**Task to carry out**
Return the following from the records below: each line, word for word, starting with the line that contains "assert!(!settings.show_position_headers);" and going on through the line that contains "static block table", with nothing outside that range.

————————

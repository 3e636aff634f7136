//! Configuration loading and parsing.
//!
//! Parses `coverage.toml` (or an override path provided by the binary),
//! reading the `[render]` table:
//!
//! ```toml
//! [render]
//! combining_base = "◌"
//! show_gaps = true
//! show_position_headers = false
//! ```
//!
//! Every key is optional. A missing file yields defaults silently; an
//! unparsable file yields defaults and a `config_parse_failed` warning.
//! Unknown fields are ignored so the file can grow without breaking older
//! binaries.
//!
//! Command-line flags are layered on top via `Config::resolve`: an explicit
//! combining base replaces the file value, and boolean switches can only turn
//! a setting on.

use anyhow::Result;
use serde::Deserialize;
use std::{fs, path::PathBuf};
use tracing::{info, warn};

pub const CONFIG_FILE_NAME: &str = "coverage.toml";
pub const CONFIG_DIR_NAME: &str = "glyph-coverage";
pub use core_model::DEFAULT_COMBINING_BASE;

#[derive(Debug, Deserialize, Clone, PartialEq, Eq)]
pub struct RenderConfig {
    #[serde(default = "RenderConfig::default_combining_base")]
    pub combining_base: char,
    #[serde(default)]
    pub show_gaps: bool,
    #[serde(default)]
    pub show_position_headers: bool,
}

impl Default for RenderConfig {
    fn default() -> Self {
        Self {
            combining_base: Self::default_combining_base(),
            show_gaps: false,
            show_position_headers: false,
        }
    }
}

impl RenderConfig {
    const fn default_combining_base() -> char {
        DEFAULT_COMBINING_BASE
    }
}

#[derive(Debug, Deserialize, Default, Clone, PartialEq, Eq)]
pub struct ConfigFile {
    #[serde(default)]
    pub render: RenderConfig,
}

#[derive(Debug, Clone, Default)]
pub struct Config {
    pub path: Option<PathBuf>, // file the values came from
    pub file: ConfigFile,      // parsed (or default) data
}

/// Values supplied on the command line; `None` / `false` defer to the file.
#[derive(Debug, Clone, Copy, Default, PartialEq, Eq)]
pub struct CliOverrides {
    pub combining_base: Option<char>,
    pub show_gaps: bool,
    pub show_position_headers: bool,
}

/// Final render settings after layering CLI over file over defaults.
#[derive(Debug, Clone, Copy, PartialEq, Eq)]
pub struct RenderSettings {
    pub combining_base: char,
    pub show_gaps: bool,
    pub show_position_headers: bool,
}

/// Best-effort config path following platform conventions (XDG / AppData Roaming).
pub fn discover() -> PathBuf {
    let local = PathBuf::from(CONFIG_FILE_NAME);
    if local.exists() {
        return local;
    }
    if let Some(dir) = dirs::config_dir() {
        return dir.join(CONFIG_DIR_NAME).join(CONFIG_FILE_NAME);
    }
    PathBuf::from(CONFIG_FILE_NAME)
}

pub fn load_from(path: Option<PathBuf>) -> Result<Config> {
    let path = path.unwrap_or_else(discover);
    let Ok(content) = fs::read_to_string(&path) else {
        return Ok(Config::default());
    };
    match toml::from_str::<ConfigFile>(&content) {
        Ok(file) => {
            info!(
                target: "config",
                path = %path.display(),
                combining_base = %file.render.combining_base,
                show_gaps = file.render.show_gaps,
                show_position_headers = file.render.show_position_headers,
                "config_loaded"
            );
            Ok(Config {
                path: Some(path),
                file,
            })
        }
        Err(e) => {
            // Fall back to defaults rather than aborting the run.
            warn!(
                target: "config",
                path = %path.display(),
                error = %e.message(),
                "config_parse_failed"
            );
            Ok(Config::default())
        }
    }
}

impl Config {
    /// Layer command-line values over the file values.
    pub fn resolve(&self, cli: CliOverrides) -> RenderSettings {
        let render = &self.file.render;
        RenderSettings {
            combining_base: cli.combining_base.unwrap_or(render.combining_base),
            show_gaps: cli.show_gaps || render.show_gaps,
            show_position_headers: cli.show_position_headers || render.show_position_headers,
        }
    }
}

#[cfg(test)]
mod tests {
    use super::*;
    use std::io::Write;
    use std::path::PathBuf;
    use std::sync::{Arc, Mutex, MutexGuard};
    use tracing::Level;
    use tracing::subscriber::with_default;
    use tracing_subscriber::fmt::MakeWriter;

    #[derive(Clone)]
    struct BufferWriter {
        inner: Arc<Mutex<Vec<u8>>>,
    }

    impl BufferWriter {
        fn new() -> (Self, Arc<Mutex<Vec<u8>>>) {
            let buf = Arc::new(Mutex::new(Vec::new()));
            (Self { inner: buf.clone() }, buf)
        }
    }

    struct LockedWriter<'a> {
        guard: MutexGuard<'a, Vec<u8>>,
    }

    impl<'a> Write for LockedWriter<'a> {
        fn write(&mut self, buf: &[u8]) -> std::io::Result<usize> {
            self.guard.extend_from_slice(buf);
            Ok(buf.len())
        }

        fn flush(&mut self) -> std::io::Result<()> {
            Ok(())
        }
    }

    impl<'a> MakeWriter<'a> for BufferWriter {
        type Writer = LockedWriter<'a>;

        fn make_writer(&'a self) -> Self::Writer {
            LockedWriter {
                guard: self.inner.lock().expect("log buffer poisoned"),
            }
        }
    }

    fn write_config(body: &str) -> tempfile::NamedTempFile {
        let tmp = tempfile::NamedTempFile::new().unwrap();
        std::fs::write(tmp.path(), body).unwrap();
        tmp
    }

    #[test]
    fn default_config_when_missing_file() {
        let cfg = load_from(Some(PathBuf::from("__nonexistent_hopefully__.toml"))).unwrap();
        assert!(cfg.path.is_none());
        assert_eq!(cfg.file.render, RenderConfig::default());
        assert_eq!(cfg.file.render.combining_base, '◌');
    }

    #[test]
    fn parses_render_section() {
        let tmp = write_config(
            "[render]\ncombining_base = \"o\"\nshow_gaps = true\nshow_position_headers = true\n",
        );
        let cfg = load_from(Some(tmp.path().to_path_buf())).unwrap();
        assert_eq!(cfg.file.render.combining_base, 'o');
        assert!(cfg.file.render.show_gaps);
        assert!(cfg.file.render.show_position_headers);
        assert_eq!(cfg.path.as_deref(), Some(tmp.path()));
    }

    #[test]
    fn partial_section_keeps_other_defaults() {
        let tmp = write_config("[render]\nshow_gaps = true\n[unrelated]\nkey = 1\n");
        let cfg = load_from(Some(tmp.path().to_path_buf())).unwrap();
        assert!(cfg.file.render.show_gaps);
        assert!(!cfg.file.render.show_position_headers);
        assert_eq!(cfg.file.render.combining_base, DEFAULT_COMBINING_BASE);
    }

    #[test]
    fn parse_failure_logs_and_defaults() {
        // Two characters cannot be a combining base.
        let tmp = write_config("[render]\ncombining_base = \"ab\"\n");
        let (writer, buffer) = BufferWriter::new();
        let subscriber = tracing_subscriber::fmt()
            .with_max_level(Level::INFO)
            .with_target(true)
            .with_ansi(false)
            .without_time()
            .with_writer(writer)
            .finish();

        let cfg = with_default(subscriber, || load_from(Some(tmp.path().to_path_buf()))).unwrap();

        let log_output = String::from_utf8(buffer.lock().unwrap().clone()).unwrap();
        assert!(log_output.contains("WARN config:"));
        assert!(log_output.contains("config_parse_failed"));
        assert_eq!(cfg.file.render, RenderConfig::default());
        assert!(cfg.path.is_none());
    }

    #[test]
    fn cli_overrides_file_values() {
        let tmp = write_config("[render]\ncombining_base = \"o\"\nshow_gaps = true\n");
        let cfg = load_from(Some(tmp.path().to_path_buf())).unwrap();

        let settings = cfg.resolve(CliOverrides::default());
        assert_eq!(settings.combining_base, 'o');
        assert!(settings.show_gaps);
        assert!(!settings.show_position_headers);

        let settings = cfg.resolve(CliOverrides {
            combining_base: Some('x'),
            show_gaps: false,
            show_position_headers: true,
        });
        assert_eq!(settings.combining_base, 'x');
        assert!(settings.show_gaps);
        assert!(settings.show_position_headers);
    }

    #[test]
    fn discover_names_coverage_toml() {
        assert!(discover().ends_with(CONFIG_FILE_NAME));
    }
}
//! Unicode text properties for coverage rendering.
//!
//! - `blocks`: static block table + traversal-local `BlockCursor` classifier.
//! - `props`: printable / combining predicates applied before metrics lookup.
//!
//! All functions accept raw `u32` codepoints; callers never need to convert
//! to `char` first.

pub mod blocks;
pub mod props;

pub use blocks::{BLOCKS, BlockCursor, UnicodeBlock, block_name, block_of};
pub use props::{is_combining, is_printable};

————————

**Exercise answer**
        assert!(!settings.show_position_headers);

        let settings = cfg.resolve(CliOverrides {
            combining_base: Some('x'),
            show_gaps: false,
            show_position_headers: true,
        });
        assert_eq!(settings.combining_base, 'x');
        assert!(settings.show_gaps);
        assert!(settings.show_position_headers);
    }

    #[test]
    fn discover_names_coverage_toml() {
        assert!(discover().ends_with(CONFIG_FILE_NAME));
    }
}
//! Unicode text properties for coverage rendering.
//!
//! - `blocks`: static block table + traversal-local `BlockCursor` classifier.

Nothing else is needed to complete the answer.